(Extracted records)
+++
use std::collections::HashMap;
use crate::analysis::token::Token;
use crate::core::document::Document;
use crate::core::types::DocId;
use crate::index::inverted::InvertedIndex;
use crate::index::score_array::ScoreArray;

/// Stage-1 vector-space retrieval: walks each query n-gram's postings,
/// accumulating a signed partial product per document, then clamps to a
/// byte score. Ranking order approximates cosine similarity against the
/// normalized query vector without computing an explicit query norm.
pub struct Stage1Retrieval<'a> {
    index: &'a InvertedIndex,
}

/// Per-family best-segment tracking, keyed by `Document::base_id()`.
struct BestSegmentTracker {
    best: HashMap<DocId, (u8, i32)>,
}

impl BestSegmentTracker {
    fn new() -> Self {
        BestSegmentTracker { best: HashMap::new() }
    }

    fn observe(&mut self, base_id: DocId, score: u8, segment_number: i32) {
        self.best
            .entry(base_id)
            .and_modify(|(best_score, best_segment)| {
                if score > *best_score {
                    *best_score = score;
                    *best_segment = segment_number;
                }
            })
            .or_insert((score, segment_number));
    }

    fn into_map(self) -> HashMap<DocId, i32> {
        self.best.into_iter().map(|(base, (_, seg))| (base, seg)).collect()
    }
}

impl<'a> Stage1Retrieval<'a> {
    pub fn new(index: &'a InvertedIndex) -> Self {
        Stage1Retrieval { index }
    }

    pub fn retrieve(&self, query_ngrams: &[Token], documents: &[Document]) -> (ScoreArray, HashMap<DocId, i32>) {
        let mut query_tf: HashMap<&str, i32> = HashMap::new();
        for token in query_ngrams {
            *query_tf.entry(token.text.as_str()).or_insert(0) += 1;
        }

        let mut accumulator: HashMap<DocId, i32> = HashMap::new();
        for (text, &tf) in &query_tf {
            let Some(term) = self.index.get(text) else { continue };
            let query_weight = tf.min(255);
            for (i, &doc_id) in term.doc_ids.iter().enumerate() {
                let doc_weight = term.weights[i] as i32;
                *accumulator.entry(doc_id).or_insert(0) += query_weight * doc_weight;
            }
        }

        let by_id: HashMap<DocId, &Document> = documents.iter().map(|d| (d.id, d)).collect();
        let mut scores = ScoreArray::new();
        let mut tracker = BestSegmentTracker::new();

        for (doc_id, raw) in accumulator {
            let Some(doc) = by_id.get(&doc_id) else { continue };
            if doc.deleted {
                continue;
            }
            let clamped = raw.clamp(0, 255) as u8;
            scores.add(doc.key, clamped, Some(doc.segment_number));
            tracker.observe(doc.base_id(), clamped, doc.segment_number);
        }

        (scores, tracker.into_map())
    }
}

#[cfg(test)]
mod tests {
    use super::*;
    use crate::analysis::token::TokenKind;
    use crate::core::document::DocumentFields;
    use crate::core::types::DocumentKey;

    fn doc(key: i64, id: DocId, segment: i32) -> Document {
        let mut d = Document::new(DocumentKey(key), id, DocumentFields::new());
        d.segment_number = segment;
        d
    }

    #[test]
    fn ranks_documents_by_accumulated_product() {
        let mut index = InvertedIndex::new(1000);
        index.first_cycle_add("fa", 1, 1.0, true);
        index.first_cycle_add("fa", 2, 1.0, true);
        index.calculate_weights();
        // bump doc 2's weight above doc 1's by adding a second occurrence
        let mut index = InvertedIndex::new(1000);
        index.first_cycle_add("fa", 1, 1.0, true);
        index.first_cycle_add("fa", 2, 3.0, true);
        index.calculate_weights();

        let docs = vec![doc(1, 1, 0), doc(2, 2, 0)];
        let query = vec![Token::new("fa".into(), 0, TokenKind::NGram(2))];
        let retrieval = Stage1Retrieval::new(&index);
        let (scores, _) = retrieval.retrieve(&query, &docs);
        let top = scores.top_k(2);
        assert_eq!(top[0].key, DocumentKey(2));
    }

    #[test]
    fn tracks_best_segment_per_family() {
        let mut index = InvertedIndex::new(1000);
        index.first_cycle_add("dr", 10, 1.0, true);
        index.first_cycle_add("dr", 11, 5.0, true);
        index.calculate_weights();

        let docs = vec![doc(100, 10, 0), doc(100, 11, 1)];
        let query = vec![Token::new("dr".into(), 0, TokenKind::NGram(2))];
        let retrieval = Stage1Retrieval::new(&index);
        let (_, best_segments) = retrieval.retrieve(&query, &docs);
        assert_eq!(best_segments.get(&10), Some(&1));
    }
}
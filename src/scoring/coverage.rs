use std::collections::HashMap;
use crate::core::types::DocumentKey;
use crate::scoring::lcs::lcs_length;

#[derive(Debug, Clone)]
pub struct CoverageSetup {
    pub enable_exact: bool,
    pub enable_joined_split: bool,
    pub enable_fuzzy: bool,
    pub enable_affix: bool,
    pub enable_lcs: bool,
    pub min_word_size: usize,
    pub levenshtein_max_word_size: usize,
    pub cover_whole_query: bool,
    /// Truncation's absolute floor on `wordHits[i]` (§4.7); not used by
    /// `score()` itself, only by the caller computing `minHits`.
    pub min_word_hits_abs: u32,
    /// Truncation's margin below the candidate set's max word-hit count.
    pub min_word_hits_relative: u32,
}

impl Default for CoverageSetup {
    fn default() -> Self {
        CoverageSetup {
            enable_exact: true,
            enable_joined_split: true,
            enable_fuzzy: true,
            enable_affix: true,
            enable_lcs: true,
            min_word_size: 3,
            levenshtein_max_word_size: 16,
            cover_whole_query: true,
            min_word_hits_abs: 1,
            min_word_hits_relative: 0,
        }
    }
}

/// An `N x 2` cache keyed by a per-query compact document index: column 0
/// is the clamped LCS length, column 1 is the clamped word-hit count.
/// Reused across the candidate set of a single search call.
#[derive(Default)]
pub struct LcsCache {
    entries: HashMap<DocumentKey, (u8, u8)>,
}

impl LcsCache {
    pub fn new() -> Self {
        LcsCache { entries: HashMap::new() }
    }

    pub fn get(&self, key: DocumentKey) -> Option<(u8, u8)> {
        self.entries.get(&key).copied()
    }

    pub fn put(&mut self, key: DocumentKey, lcs: u8, word_hits: u8) {
        self.entries.insert(key, (lcs, word_hits));
    }
}

/// Stage-2 lexical coverage scorer: combines five complementary word-level
/// overlap algorithms, short-circuiting once the accumulated score covers
/// the whole query, and falls back to an LCS similarity when nothing else
/// matched.
pub struct CoverageScorer {
    setup: CoverageSetup,
}

impl CoverageScorer {
    pub fn new(setup: CoverageSetup) -> Self {
        CoverageScorer { setup }
    }

    /// Scores one document's best-segment text against the query words.
    /// `query_words` and `doc_words` are already lowercased, whole-word
    /// tokenizations (see `Tokenizer::word_tokens_for_coverage`).
    pub fn score(&self, query_words: &[String], doc_words: &[String], cache: &mut LcsCache, key: DocumentKey, normalized_query: &str, normalized_doc_text: &str) -> u8 {
        if query_words.is_empty() {
            return 0;
        }

        let query_len: usize = query_words.iter().map(|w| w.chars().count()).sum();
        let mut remaining_query: Vec<Option<String>> = query_words.iter().cloned().map(Some).collect();
        let mut remaining_doc: Vec<Option<String>> = doc_words.iter().cloned().map(Some).collect();

        let mut sum: i32 = 0;
        let mut order_penalty: i32 = 0;
        let mut word_hits: u32 = 0;

        if self.setup.enable_exact {
            self.score_exact(&mut remaining_query, &mut remaining_doc, &mut sum, &mut order_penalty, &mut word_hits);
        }

        if sum < query_len as i32 && self.setup.enable_joined_split {
            self.score_joined_split(&mut remaining_query, &mut remaining_doc, &mut sum, &mut word_hits);
        }

        if sum < query_len as i32 && self.setup.enable_fuzzy {
            self.score_fuzzy(&mut remaining_query, &mut remaining_doc, &mut sum, &mut word_hits);
        }

        if sum < query_len as i32 && self.setup.enable_affix {
            self.score_affix(&mut remaining_query, &mut remaining_doc, &mut sum, &mut word_hits);
        }

        let clamped_hits = word_hits.min(255) as u8;

        if sum == 0 && self.setup.enable_lcs {
            let (lcs, _) = cache.get(key).unwrap_or_else(|| {
                let lcs_len = if self.setup.cover_whole_query {
                    lcs_length(normalized_query, normalized_doc_text).min(255)
                } else {
                    0
                };
                let computed = (lcs_len as u8, clamped_hits);
                cache.put(key, computed.0, computed.1);
                computed
            });
            let lcs_sum = lcs as i32 - 2;
            sum = lcs_sum.max(0);
        } else {
            cache.put(key, 0, clamped_hits);
        }

        let numerator = (sum - order_penalty).max(0) as f64;
        let denom = query_len.max(1) as f64;
        ((numerator / denom) * 255.0).round().clamp(0.0, 255.0) as u8
    }

    fn score_exact(&self, query: &mut [Option<String>], doc: &mut [Option<String>], sum: &mut i32, order_penalty: &mut i32, word_hits: &mut u32) {
        let matched_count_before = query.iter().filter(|w| w.is_none()).count();
        for qi in 0..query.len() {
            let Some(qword) = query[qi].clone() else { continue };
            if let Some(di) = doc.iter().position(|d| d.as_deref() == Some(qword.as_str())) {
                *sum += qword.chars().count() as i32;
                *word_hits += 1;
                if di != qi {
                    *order_penalty += 1;
                }
                query[qi] = None;
                doc[di] = None;
            }
        }
        let matched_now = query.iter().filter(|w| w.is_none()).count() - matched_count_before;
        if matched_now > 0 && query.len() > 1 {
            *sum += (matched_now as i32 - 1).max(0);
        }
    }

    fn score_joined_split(&self, query: &mut Vec<Option<String>>, doc: &mut Vec<Option<String>>, sum: &mut i32, word_hits: &mut u32) {
        let hit = self.find_joined_match(query, doc).or_else(|| self.find_joined_match(doc, query));
        if let Some(len) = hit {
            *sum += len as i32;
            *word_hits += 1;
        }
    }

    /// Tries concatenating consecutive entries of `from` and matching the
    /// result against a single remaining entry of `into`. Consumes both
    /// sides on the first match.
    fn find_joined_match(&self, from: &mut Vec<Option<String>>, into: &mut Vec<Option<String>>) -> Option<usize> {
        for i in 0..from.len().saturating_sub(1) {
            let (Some(a), Some(b)) = (from[i].clone(), from[i + 1].clone()) else { continue };
            let joined = format!("{}{}", a, b);
            if let Some(j) = into.iter().position(|w| w.as_deref() == Some(joined.as_str())) {
                let len = joined.chars().count();
                from[i] = None;
                from[i + 1] = None;
                into[j] = None;
                return Some(len);
            }
        }
        None
    }

    fn score_fuzzy(&self, query: &mut [Option<String>], doc: &mut [Option<String>], sum: &mut i32, word_hits: &mut u32) {
        let min = self.setup.min_word_size + 1;
        let max = self.setup.levenshtein_max_word_size;
        for qi in 0..query.len() {
            let Some(qword) = query[qi].clone() else { continue };
            let qlen = qword.chars().count();
            if qlen < min || qlen > max {
                continue;
            }
            let mut best: Option<(usize, usize)> = None;
            for (di, dword) in doc.iter().enumerate() {
                let Some(dword) = dword else { continue };
                let dlen = dword.chars().count();
                if dlen < min || dlen > max {
                    continue;
                }
                let d = bounded_edit_distance(&qword, dword, 1);
                if let Some(d) = d {
                    best = Some((di, d));
                    break;
                }
            }
            if let Some((di, d)) = best {
                *sum += (qlen as i32 - d as i32).max(0);
                *word_hits += 1;
                query[qi] = None;
                doc[di] = None;
            }
        }
    }

    fn score_affix(&self, query: &mut [Option<String>], doc: &mut [Option<String>], sum: &mut i32, word_hits: &mut u32) {
        let mut pairs: Vec<(usize, usize, usize)> = Vec::new();
        for (qi, qword) in query.iter().enumerate() {
            let Some(qword) = qword else { continue };
            for (di, dword) in doc.iter().enumerate() {
                let Some(dword) = dword else { continue };
                if qword.len() == dword.len() {
                    continue;
                }
                if qword.starts_with(dword.as_str()) || dword.starts_with(qword.as_str())
                    || qword.ends_with(dword.as_str()) || dword.ends_with(qword.as_str())
                {
                    let shorter = qword.chars().count().min(dword.chars().count());
                    pairs.push((qi, di, shorter));
                }
            }
        }
        pairs.sort_by(|a, b| b.2.cmp(&a.2));

        let mut used_q = vec![false; query.len()];
        let mut used_d = vec![false; doc.len()];
        for (qi, di, shorter) in pairs {
            if used_q[qi] || used_d[di] || query[qi].is_none() || doc[di].is_none() {
                continue;
            }
            used_q[qi] = true;
            used_d[di] = true;
            *sum += (shorter as i32 - 1).max(0);
            *word_hits += 1;
        }
    }
}

/// Classic-DP edit distance, but abandoned (returns `None`) as soon as it
/// is provable the distance exceeds `max`.
pub(crate) fn bounded_edit_distance(a: &str, b: &str, max: usize) -> Option<usize> {
    let a: Vec<char> = a.chars().collect();
    let b: Vec<char> = b.chars().collect();
    if a.len().abs_diff(b.len()) > max {
        return None;
    }

    let mut prev: Vec<usize> = (0..=b.len()).collect();
    for i in 1..=a.len() {
        let mut curr = vec![0usize; b.len() + 1];
        curr[0] = i;
        let mut row_min = curr[0];
        for j in 1..=b.len() {
            let cost = if a[i - 1] == b[j - 1] { 0 } else { 1 };
            curr[j] = (prev[j] + 1).min(curr[j - 1] + 1).min(prev[j - 1] + cost);
            row_min = row_min.min(curr[j]);
        }
        if row_min > max {
            return None;
        }
        prev = curr;
    }

    let d = prev[b.len()];
    if d <= max { Some(d) } else { None }
}

#[cfg(test)]
mod tests {
    use super::*;

    fn words(s: &str) -> Vec<String> {
        s.split_whitespace().map(|w| w.to_lowercase()).collect()
    }

    #[test]
    fn exact_match_scores_max() {
        let scorer = CoverageScorer::new(CoverageSetup::default());
        let mut cache = LcsCache::new();
        let score = scorer.score(&words("fantasy"), &words("fantasy novel"), &mut cache, DocumentKey(1), "fantasy", "fantasy novel");
        assert_eq!(score, 255);
    }

    #[test]
    fn disjoint_words_fall_back_to_lcs_or_zero() {
        let scorer = CoverageScorer::new(CoverageSetup::default());
        let mut cache = LcsCache::new();
        let score = scorer.score(&words("zzz"), &words("fantasy novel"), &mut cache, DocumentKey(2), "zzz", "fantasy novel");
        assert_eq!(score, 0);
    }

    #[test]
    fn fuzzy_match_within_distance_one_scores_above_zero() {
        let scorer = CoverageScorer::new(CoverageSetup::default());
        let mut cache = LcsCache::new();
        let score = scorer.score(&words("algro"), &words("algorithm"), &mut cache, DocumentKey(3), "algro", "algorithm");
        assert!(score > 0);
    }
}
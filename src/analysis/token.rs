use serde::{Serialize, Deserialize};

#[derive(Debug, Clone, Copy, PartialEq, Eq, Serialize, Deserialize)]
pub enum TokenKind {
    NGram(usize),
    Word,
}

/// A single n-gram or whole-word token produced by the tokenizer, carrying
/// its absolute character position in the padded, normalized text.
#[derive(Debug, Clone, Serialize, Deserialize)]
pub struct Token {
    pub text: String,
    pub position: u32,
    pub kind: TokenKind,
}

impl Token {
    pub fn new(text: String, position: u32, kind: TokenKind) -> Self {
        Token { text, position, kind }
    }
}
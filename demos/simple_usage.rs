/// Complete Glyphdex API demo.
///
/// Demonstrates the major engine operations: ingesting documents, running
/// searches with coverage scoring, filters, boosts, and facets, deleting a
/// document, and checking statistics.
use glyphdex::core::config::ConfigurationSet;
use glyphdex::core::document::{Document, DocumentFields, Field};
use glyphdex::core::types::{DocumentKey, FieldValue};
use glyphdex::filter::ast::{CompareOp, Constant, Filter};
use glyphdex::search::results::{Boost, Query};
use glyphdex::Engine;

fn main() -> Result<(), Box<dyn std::error::Error>> {
    println!("\n=== Glyphdex Engine Demo ===\n");

    println!("Creating engine...");
    let engine = Engine::new(ConfigurationSet::default());
    println!("Done!\n");

    println!("Indexing documents...");
    let docs = vec![
        book(1, "Rust Programming", "Fiction", 2021.0, "Learn Rust programming language from scratch"),
        book(2, "Database Systems", "Technical", 2015.0, "A survey of SQL and NoSQL database internals"),
        book(3, "Web Development", "Technical", 2019.0, "Building web applications with modern frameworks"),
    ];
    engine.index_documents(docs)?;
    println!("  Indexed 3 documents\n");

    println!("Searching...");
    let result = engine.search(&Query::new("rust programming"))?;
    println!("  'rust programming': {} results", result.records.len());
    for record in &result.records {
        println!("    key={:?} score={}", record.key, record.score);
    }
    println!();

    println!("Searching with a filter (genre = Technical)...");
    let mut filtered_query = Query::new("database");
    filtered_query.filter = Some(Filter::Value { field: "genre".into(), op: CompareOp::Eq, value: Constant::String("Technical".into()) });
    let result = engine.search(&filtered_query)?;
    println!("  'database' (Technical only): {} results\n", result.records.len());

    println!("Searching with a boost for recent books...");
    let mut boosted_query = Query::new("web development");
    boosted_query.boosts.push(Boost {
        filter: Filter::Value { field: "year".into(), op: CompareOp::Gte, value: Constant::Number(2018.0) },
        strength: 10,
    });
    let result = engine.search(&boosted_query)?;
    println!("  'web development' (boosted by recency): {} results\n", result.records.len());

    println!("Searching with facets...");
    let mut facet_query = Query::new("");
    facet_query.enable_facets = true;
    let result = engine.search(&facet_query)?;
    if let Some(facets) = &result.facets {
        if let Some(genres) = facets.get("genre") {
            println!("  genre facet:");
            for (value, count) in genres {
                println!("    {}: {}", value, count);
            }
        }
    }
    println!();

    println!("Deleting document 3...");
    let removed = engine.delete_document(DocumentKey(3));
    println!("  Marked {} document(s) deleted\n", removed);

    println!("Recalculating weights after the delete...");
    engine.calculate_weights()?;
    println!("  Done\n");

    println!("Statistics:");
    let stats = engine.statistics();
    println!("  Total documents:     {}", stats.document_count);
    println!("  Deleted documents:   {}", stats.deleted_document_count);
    println!("  Vocabulary size:     {}", stats.vocabulary_size);
    println!("  Stop terms:          {}", stats.stop_term_count);
    println!("  Indexed:             {}", stats.is_indexed);

    println!("\n=== Demo Complete ===\n");
    Ok(())
}

fn book(key: i64, title: &str, genre: &str, year: f64, body: &str) -> Document {
    let mut fields = DocumentFields::new();
    fields.insert("title", Field::text(title));
    fields.insert("body", Field::text(body));
    fields.insert("genre", Field::keyword(genre));

    let mut year_field = Field::keyword("");
    year_field.value = FieldValue::Number(year);
    fields.insert("year", year_field);

    Document::new(DocumentKey(key), 0, fields)
}
use std::collections::HashMap;
use crate::core::document::Document;
use crate::core::types::FieldValue;

const DEFAULT_MAX_FACETS_PER_FIELD: usize = 100;

/// For every `Facetable` field present on the candidate set, counts
/// distinct stringified values (arrays expanded element-wise), sorted by
/// `(count desc, value asc)` and capped per field. Null/empty values are
/// dropped.
pub fn compute_facets(documents: &[&Document], max_per_field: Option<usize>) -> HashMap<String, Vec<(String, usize)>> {
    let cap = max_per_field.unwrap_or(DEFAULT_MAX_FACETS_PER_FIELD);
    let mut counts: HashMap<String, HashMap<String, usize>> = HashMap::new();

    for doc in documents {
        for (name, field) in doc.fields.iter() {
            if !field.facetable {
                continue;
            }
            let values: Vec<String> = match &field.value {
                FieldValue::List(items) => items.clone(),
                FieldValue::Null => continue,
                other => vec![other.stringify()],
            };
            let field_counts = counts.entry(name.to_string()).or_default();
            for value in values {
                if value.is_empty() {
                    continue;
                }
                *field_counts.entry(value).or_insert(0) += 1;
            }
        }
    }

    counts
        .into_iter()
        .map(|(field, value_counts)| {
            let mut entries: Vec<(String, usize)> = value_counts.into_iter().collect();
            entries.sort_by(|a, b| b.1.cmp(&a.1).then_with(|| a.0.cmp(&b.0)));
            entries.truncate(cap);
            (field, entries)
        })
        .collect()
}

#[cfg(test)]
mod tests {
    use super::*;
    use crate::core::document::{DocumentFields, Field};
    use crate::core::types::DocumentKey;

    fn doc(genre: &str) -> Document {
        let mut fields = DocumentFields::new();
        fields.insert("genre", Field::keyword(genre));
        Document::new(DocumentKey(1), 1, fields)
    }

    #[test]
    fn counts_distinct_values_sorted_by_count_desc() {
        let a = doc("Fantasy");
        let b = doc("Fantasy");
        let c = doc("Horror");
        let refs: Vec<&Document> = vec![&a, &b, &c];
        let facets = compute_facets(&refs, None);
        let genre = &facets["genre"];
        assert_eq!(genre[0], ("Fantasy".to_string(), 2));
        assert_eq!(genre[1], ("Horror".to_string(), 1));
    }
}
+++
Aim of the task – Looking at the entries above, work out how many lines contain "scoring", then reply with that number and no other words.

Solution to this task – 3